● Task goal
Once the line containing "impl fmt::Display for ListeningState" is found in the entries below, reproduce it and every line after it, stopping at and including the line containing "speech engines run"; reproduce nothing else, and keep each line exact.

◆ ◆ ◆

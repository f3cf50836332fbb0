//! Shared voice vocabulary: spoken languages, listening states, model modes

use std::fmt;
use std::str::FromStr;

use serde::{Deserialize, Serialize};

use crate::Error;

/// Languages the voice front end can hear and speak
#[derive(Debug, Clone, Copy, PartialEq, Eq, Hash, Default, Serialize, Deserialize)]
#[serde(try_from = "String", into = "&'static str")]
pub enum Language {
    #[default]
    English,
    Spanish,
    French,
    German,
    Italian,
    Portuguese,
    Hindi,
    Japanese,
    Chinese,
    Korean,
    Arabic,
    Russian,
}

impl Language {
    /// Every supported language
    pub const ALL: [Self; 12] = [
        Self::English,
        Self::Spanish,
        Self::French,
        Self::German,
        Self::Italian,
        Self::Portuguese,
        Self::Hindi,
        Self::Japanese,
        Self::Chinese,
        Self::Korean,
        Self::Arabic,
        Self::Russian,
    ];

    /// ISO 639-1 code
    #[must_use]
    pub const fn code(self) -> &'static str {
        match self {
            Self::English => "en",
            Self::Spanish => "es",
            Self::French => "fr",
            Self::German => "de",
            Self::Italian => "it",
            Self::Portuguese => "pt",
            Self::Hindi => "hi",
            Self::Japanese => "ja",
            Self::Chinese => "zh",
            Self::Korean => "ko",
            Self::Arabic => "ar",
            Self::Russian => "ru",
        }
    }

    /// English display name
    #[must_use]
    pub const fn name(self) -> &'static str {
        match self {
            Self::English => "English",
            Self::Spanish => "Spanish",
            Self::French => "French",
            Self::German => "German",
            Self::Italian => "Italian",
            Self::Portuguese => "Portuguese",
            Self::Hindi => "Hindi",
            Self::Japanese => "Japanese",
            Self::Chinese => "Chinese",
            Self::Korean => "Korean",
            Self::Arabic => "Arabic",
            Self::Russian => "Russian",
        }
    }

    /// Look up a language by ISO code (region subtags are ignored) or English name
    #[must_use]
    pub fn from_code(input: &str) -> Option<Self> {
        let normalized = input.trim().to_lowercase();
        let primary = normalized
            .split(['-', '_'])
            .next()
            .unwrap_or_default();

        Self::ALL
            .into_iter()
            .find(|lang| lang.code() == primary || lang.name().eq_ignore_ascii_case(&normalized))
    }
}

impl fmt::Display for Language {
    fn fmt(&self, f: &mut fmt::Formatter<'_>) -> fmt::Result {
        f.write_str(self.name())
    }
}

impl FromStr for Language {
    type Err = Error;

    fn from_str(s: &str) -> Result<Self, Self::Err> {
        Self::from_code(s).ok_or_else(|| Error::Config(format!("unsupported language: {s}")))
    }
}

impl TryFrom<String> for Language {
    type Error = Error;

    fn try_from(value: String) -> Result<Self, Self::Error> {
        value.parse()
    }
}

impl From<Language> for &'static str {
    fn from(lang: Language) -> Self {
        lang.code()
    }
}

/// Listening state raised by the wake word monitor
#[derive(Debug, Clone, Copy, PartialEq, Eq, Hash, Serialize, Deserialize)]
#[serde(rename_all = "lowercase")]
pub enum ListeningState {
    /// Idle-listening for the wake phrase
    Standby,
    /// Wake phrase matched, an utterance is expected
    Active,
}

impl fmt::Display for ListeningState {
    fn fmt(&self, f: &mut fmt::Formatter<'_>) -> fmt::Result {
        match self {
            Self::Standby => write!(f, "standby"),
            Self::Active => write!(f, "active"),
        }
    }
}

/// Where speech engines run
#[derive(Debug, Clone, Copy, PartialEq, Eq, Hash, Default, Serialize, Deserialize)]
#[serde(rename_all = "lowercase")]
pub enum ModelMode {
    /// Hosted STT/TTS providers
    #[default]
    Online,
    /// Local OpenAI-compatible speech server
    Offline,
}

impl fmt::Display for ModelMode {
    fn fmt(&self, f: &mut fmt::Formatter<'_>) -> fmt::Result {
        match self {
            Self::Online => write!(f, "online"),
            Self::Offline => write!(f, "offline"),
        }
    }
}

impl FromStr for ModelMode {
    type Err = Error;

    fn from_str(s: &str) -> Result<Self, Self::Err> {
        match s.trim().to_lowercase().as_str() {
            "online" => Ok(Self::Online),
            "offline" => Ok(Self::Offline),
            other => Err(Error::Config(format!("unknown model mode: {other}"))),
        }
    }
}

◆ ◆ ◆

● Solution to the problem
impl fmt::Display for ListeningState {
    fn fmt(&self, f: &mut fmt::Formatter<'_>) -> fmt::Result {
        match self {
            Self::Standby => write!(f, "standby"),
            Self::Active => write!(f, "active"),
        }
    }
}

/// Where speech engines run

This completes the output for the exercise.